The interquartile range (IQR) is a statistical measure used in psychology and other fields to describe the spread or variability of a data set. It is the difference between the third quartile (Q3) and the first quartile (Q1) of a distribution, and represents the middle 50% of the data.

Here are some examples of how the interquartile range might be used in psychology:

1. In a study of depression scores in a sample of college students, the interquartile range might be used to describe the range of scores within the middle 50% of the sample. For example, if the IQR is 10 points, this would mean that the scores for 50% of the sample fell between Q1-5 and Q3+5.

2. In a study of reaction times to a cognitive task, the interquartile range might be used to describe the variability of the data. A smaller IQR would suggest that the data is more tightly clustered around the median, while a larger IQR would suggest that the data is more spread out.
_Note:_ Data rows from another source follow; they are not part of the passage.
use sqlx::{postgres::PgQueryResult, PgPool};

use crate::domain::group::{GroupRecord, UnlinkedGroup};

pub async fn get_group_ids(pool: &PgPool, table: &str) -> Result<Vec<String>, sqlx::Error> {
    let query = format!("select group_id from {}", table);

    sqlx::query_scalar::<_, String>(&query)
        .fetch_all(pool)
        .await
}

pub async fn insert_group(
    pool: &PgPool,
    table: &str,
    group: &GroupRecord,
) -> Result<PgQueryResult, sqlx::Error> {
    let query = format!(
        r"
        insert into {}
            (group_id, group_name, group_link, is_relevant, why_relevant, last_fetch_time)
        values
            ($1, $2, $3, $4, $5, $6)
        ",
        table
    );

    sqlx::query(&query)
        .bind(&group.group_id)
        .bind(&group.group_name)
        .bind(&group.group_link)
        .bind(group.is_relevant)
        .bind(&group.why_relevant)
        .bind(group.last_fetch_time)
        .execute(pool)
        .await
}

pub async fn get_unlinked_groups(
    pool: &PgPool,
    table: &str,
) -> Result<Vec<UnlinkedGroup>, sqlx::Error> {
    let query = format!(
        r"
        select
            group_id,
            group_name
        from
            {}
        where
            group_link is null
        ",
        table
    );

    let rows = sqlx::query_as::<_, (String, String)>(&query)
        .fetch_all(pool)
        .await?;

    Ok(rows
        .into_iter()
        .map(|(group_id, group_name)| UnlinkedGroup {
            group_id,
            group_name,
        })
        .collect())
}

pub async fn update_group_link(
    pool: &PgPool,
    table: &str,
    group_id: &str,
    group_link: &str,
) -> Result<PgQueryResult, sqlx::Error> {
    let query = format!(
        r"
        update {} set
            group_link = $1
        where
            group_id = $2
        ",
        table
    );

    sqlx::query(&query)
        .bind(group_link)
        .bind(group_id)
        .execute(pool)
        .await
}
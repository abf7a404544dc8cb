use chrono::{DateTime, Utc};
use serde::Serialize;

use super::verdict::Verdict;

const PUBLIC_LINK_PREFIX: &str = "https://t.me/";

/// How a discovered chat has to be addressed when its history is requested.
#[derive(Debug, Clone, Copy, PartialEq, Eq)]
pub enum PeerKind {
    Channel { access_hash: Option<i64> },
    BasicGroup,
}

/// A public group or channel as returned by a platform keyword search.
#[derive(Debug, Clone, PartialEq, Eq)]
pub struct DiscoveredGroup {
    pub id: i64,
    pub title: String,
    pub username: Option<String>,
    pub peer: PeerKind,
}

impl DiscoveredGroup {
    pub fn group_id(&self) -> String {
        self.id.to_string()
    }

    pub fn public_link(&self) -> Option<String> {
        self.username.as_deref().and_then(build_group_link)
    }
}

pub fn build_group_link(username: &str) -> Option<String> {
    let username = username.trim().trim_start_matches('@');
    match username.is_empty() {
        true => None,
        false => Some(format!("{}{}", PUBLIC_LINK_PREFIX, username)),
    }
}

/// Outcome of sampling and classifying one discovered group.
#[derive(Debug, Clone, PartialEq, Serialize)]
pub struct ClassifiedGroup {
    pub group_id: String,
    pub group_name: String,
    pub group_link: Option<String>,
    pub is_relevant: Option<bool>,
    pub why_relevant: String,
}

impl ClassifiedGroup {
    pub fn new(group: &DiscoveredGroup, verdict: Verdict, include_link: bool) -> Self {
        ClassifiedGroup {
            group_id: group.group_id(),
            group_name: group.title.clone(),
            group_link: match include_link {
                true => group.public_link(),
                false => None,
            },
            is_relevant: verdict.is_relevant,
            why_relevant: verdict.explanation,
        }
    }

    pub fn stamp(self, fetched_at: DateTime<Utc>) -> GroupRecord {
        GroupRecord {
            group_id: self.group_id,
            group_name: self.group_name,
            group_link: self.group_link,
            is_relevant: self.is_relevant,
            why_relevant: self.why_relevant,
            last_fetch_time: fetched_at,
        }
    }
}

/// A row of the groups table.
#[derive(Debug, Clone, PartialEq, Serialize)]
pub struct GroupRecord {
    pub group_id: String,
    pub group_name: String,
    pub group_link: Option<String>,
    pub is_relevant: Option<bool>,
    pub why_relevant: String,
    pub last_fetch_time: DateTime<Utc>,
}

/// A stored group whose link column is still empty.
#[derive(Debug, Clone, PartialEq, Eq)]
pub struct UnlinkedGroup {
    pub group_id: String,
    pub group_name: String,
}

#[cfg(test)]
mod tests {
    use chrono::{TimeZone, Utc};

    use super::{build_group_link, ClassifiedGroup, DiscoveredGroup, PeerKind};
    use crate::domain::verdict::Verdict;

    fn foo_chat() -> DiscoveredGroup {
        DiscoveredGroup {
            id: 1,
            title: "Foo Chat".to_string(),
            username: Some("foochat".to_string()),
            peer: PeerKind::Channel {
                access_hash: Some(42),
            },
        }
    }

    #[test]
    fn build_group_link_valid() {
        assert_eq!(
            build_group_link("foochat"),
            Some("https://t.me/foochat".to_string())
        );
        assert_eq!(
            build_group_link("@foochat"),
            Some("https://t.me/foochat".to_string())
        );
    }

    #[test]
    fn build_group_link_empty_username() {
        assert_eq!(build_group_link(""), None);
        assert_eq!(build_group_link("  "), None);
    }

    #[test]
    fn classified_group_without_link() {
        let verdict = Verdict::new(Some(true), "on-topic");
        let group = ClassifiedGroup::new(&foo_chat(), verdict, false);

        assert_eq!(group.group_id, "1");
        assert_eq!(group.group_link, None);
    }

    #[test]
    fn record_serializes_timestamp_as_iso_8601() {
        let verdict = Verdict::new(Some(true), "on-topic");
        let fetched_at = Utc.with_ymd_and_hms(2025, 3, 1, 12, 30, 0).unwrap();
        let record = ClassifiedGroup::new(&foo_chat(), verdict, true).stamp(fetched_at);

        let json = serde_json::to_value(&record).unwrap();

        assert_eq!(json["group_link"], "https://t.me/foochat");
        assert_eq!(json["is_relevant"], true);
        assert_eq!(json["why_relevant"], "on-topic");
        assert_eq!(json["last_fetch_time"], "2025-03-01T12:30:00Z");
    }
}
3. In a study of anxiety symptoms in a clinical sample, the interquartile range might be used to identify outliers or extreme scores that fall outside of the middle 50% of the data. This could be useful for identifying individuals who may require more intensive treatment or support.

Overall, the interquartile range is a useful statistical tool for describing the variability of a data set, and can be used in a wide range of psychological research and applications.